Other starters seem ambitious for this small kitchen, but then one bite and it's magic. The calamari is sautéed in white wine and tastes of the sea. The salmon tartar is flawless. Soon a crisp-edged cheese pizza (gorgonzola, mozzarella, fontina and Parmesan) emerges from the oven and allows Astudillo to show his stuff. A sprightly salad with thin slices of pear and pecorino cheese sticks is quickly consumed. Then the last dab of pesto is wiped out of the bowl that arrived with the bread. Did we eat everything? Every crumb?
Then the entrées arrive. An orata, a mouthwatering small white fish from the Mediterranean Sea, is so lush and delicious it practicably explodes with flavor in my mouth. Even the pasta (which is made fresh each day) shows its pedigree. Ribbons of pappardelle, dotted with tender calamari, shrimp, and mussels, are impeccably al dente. A congenial harmony is achieved in the side dishes, and in all we tried, Chef Campoverde shows his penchant for smooth, densely flavored finishes.
Nobody warns you that the desserts are as good as all other sections of the menu. From the biscotti to tiramisu and the warm chocolate torte, these sweet endings prove irresistible.

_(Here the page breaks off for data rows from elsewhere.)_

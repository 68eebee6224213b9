use axum::extract::{Query, Request, State};
use axum::http::{header, StatusCode};
use axum::middleware::Next;
use axum::response::{IntoResponse, Response};
use axum::Json;
use serde::{Deserialize, Serialize};
use tracing::{debug, warn};

use super::AppState;
use crate::error::AuthorizationError;
use crate::health::AvailabilityStatus;
use crate::spotify::CallbackParams;

pub const ERR_ALREADY_AUTHENTICATED: &str = "you are already authenticated";
pub const ERR_NOT_AUTHENTICATED: &str = "you must be authenticated to access this endpoint";
pub const ERR_RETRIEVE_CURRENT_TRACK: &str = "failed to retrieve current playing track";
pub const ERR_PROCESS_CURRENT_TRACK: &str = "failed to process images for currently playing track";
pub const ERR_RETRIEVE_TOKEN: &str = "could not retrieve token";
pub const MSG_AUTHENTICATED: &str = "welcome, you are now authenticated!";

/// Body of a successful action.
#[derive(Debug, Clone, Serialize, Deserialize)]
pub struct Success {
    pub success: String,
}

/// Body of a failed request.
#[derive(Debug, Clone, Serialize, Deserialize)]
pub struct ErrorBody {
    pub error: String,
}

/// An error response with a fixed, client-facing message.
#[derive(Debug)]
pub struct ApiError {
    status: StatusCode,
    message: &'static str,
}

impl ApiError {
    pub const fn new(status: StatusCode, message: &'static str) -> Self {
        Self { status, message }
    }
}

impl IntoResponse for ApiError {
    fn into_response(self) -> Response {
        (
            self.status,
            Json(ErrorBody {
                error: self.message.to_string(),
            }),
        )
            .into_response()
    }
}

/// Reject requests once the session is authorized.
pub async fn guest_only(State(state): State<AppState>, request: Request, next: Next) -> Response {
    if state.spoty.is_authorized() {
        return ApiError::new(StatusCode::FORBIDDEN, ERR_ALREADY_AUTHENTICATED).into_response();
    }
    next.run(request).await
}

/// Reject requests until the session is authorized.
pub async fn authenticated_only(
    State(state): State<AppState>,
    request: Request,
    next: Next,
) -> Response {
    if !state.spoty.is_authorized() {
        return ApiError::new(StatusCode::UNAUTHORIZED, ERR_NOT_AUTHENTICATED).into_response();
    }
    next.run(request).await
}

/// `GET /`: aggregate health, 503 while any probe is down.
pub async fn health(State(state): State<AppState>) -> Response {
    let result = state.checker.result();
    let status = match result.status {
        AvailabilityStatus::Down => StatusCode::SERVICE_UNAVAILABLE,
        AvailabilityStatus::Up | AvailabilityStatus::Unknown => StatusCode::OK,
    };
    (status, Json(result)).into_response()
}

/// `GET /api/version`
pub async fn version(State(state): State<AppState>) -> Response {
    Json(state.build).into_response()
}

/// `GET /api/authenticate`: redirect to the Spotify consent page.
pub async fn authenticate(State(state): State<AppState>) -> Response {
    (
        StatusCode::FOUND,
        [(header::LOCATION, state.spoty.authorize_url())],
    )
        .into_response()
}

/// `GET /api/callback`: complete the authorization-code flow.
pub async fn callback(
    State(state): State<AppState>,
    Query(params): Query<CallbackParams>,
) -> Result<Json<Success>, ApiError> {
    match state.spoty.complete_authorization(&params).await {
        Ok(()) => Ok(Json(Success {
            success: MSG_AUTHENTICATED.to_string(),
        })),
        Err(AuthorizationError::AlreadyAuthorized) => Err(ApiError::new(
            StatusCode::FORBIDDEN,
            ERR_ALREADY_AUTHENTICATED,
        )),
        Err(e) => {
            warn!(error = %e, "Authorization callback rejected");
            Err(ApiError::new(StatusCode::FORBIDDEN, ERR_RETRIEVE_TOKEN))
        }
    }
}

/// `GET /api/current`
pub async fn current_track(State(state): State<AppState>) -> Response {
    match state.spoty.track_currently_playing().await {
        Ok(track) => Json(track).into_response(),
        Err(e) => {
            debug!(error = %e, "Current track unavailable");
            ApiError::new(StatusCode::NOT_FOUND, ERR_RETRIEVE_CURRENT_TRACK).into_response()
        }
    }
}

/// `GET /api/current/images`
pub async fn current_track_images(State(state): State<AppState>) -> Response {
    let track = match state.spoty.track_currently_playing().await {
        Ok(track) => track,
        Err(e) => {
            debug!(error = %e, "Current track unavailable");
            return ApiError::new(StatusCode::NOT_FOUND, ERR_RETRIEVE_CURRENT_TRACK)
                .into_response();
        }
    };

    match state.spoty.track_images(&track).await {
        Ok(images) => Json(images).into_response(),
        Err(e) => {
            warn!(error = %e, "Could not enrich album images");
            ApiError::new(StatusCode::INTERNAL_SERVER_ERROR, ERR_PROCESS_CURRENT_TRACK)
                .into_response()
        }
    }
}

The well chosen wine list is Italian, mainly Tuscan, with prices ranging from $20 to $60. It's easy to have a bottle or two here since they are fairly priced and a deliberate part of Fiamma's design. Astudillo said he wanted wines on the list that "everybody can afford."
Even in its infancy, Fiamma is rotating seats for the who's who of Dilworth/Myers Park. As one banker signals another, a Charlotte restaurateur stops by to greet another restaurateur at a neighboring table. What theater: How small town in a big town. But Fiamma is anything but small town. Chefs Astudillo and Campoverde's flavors are as big as they can get.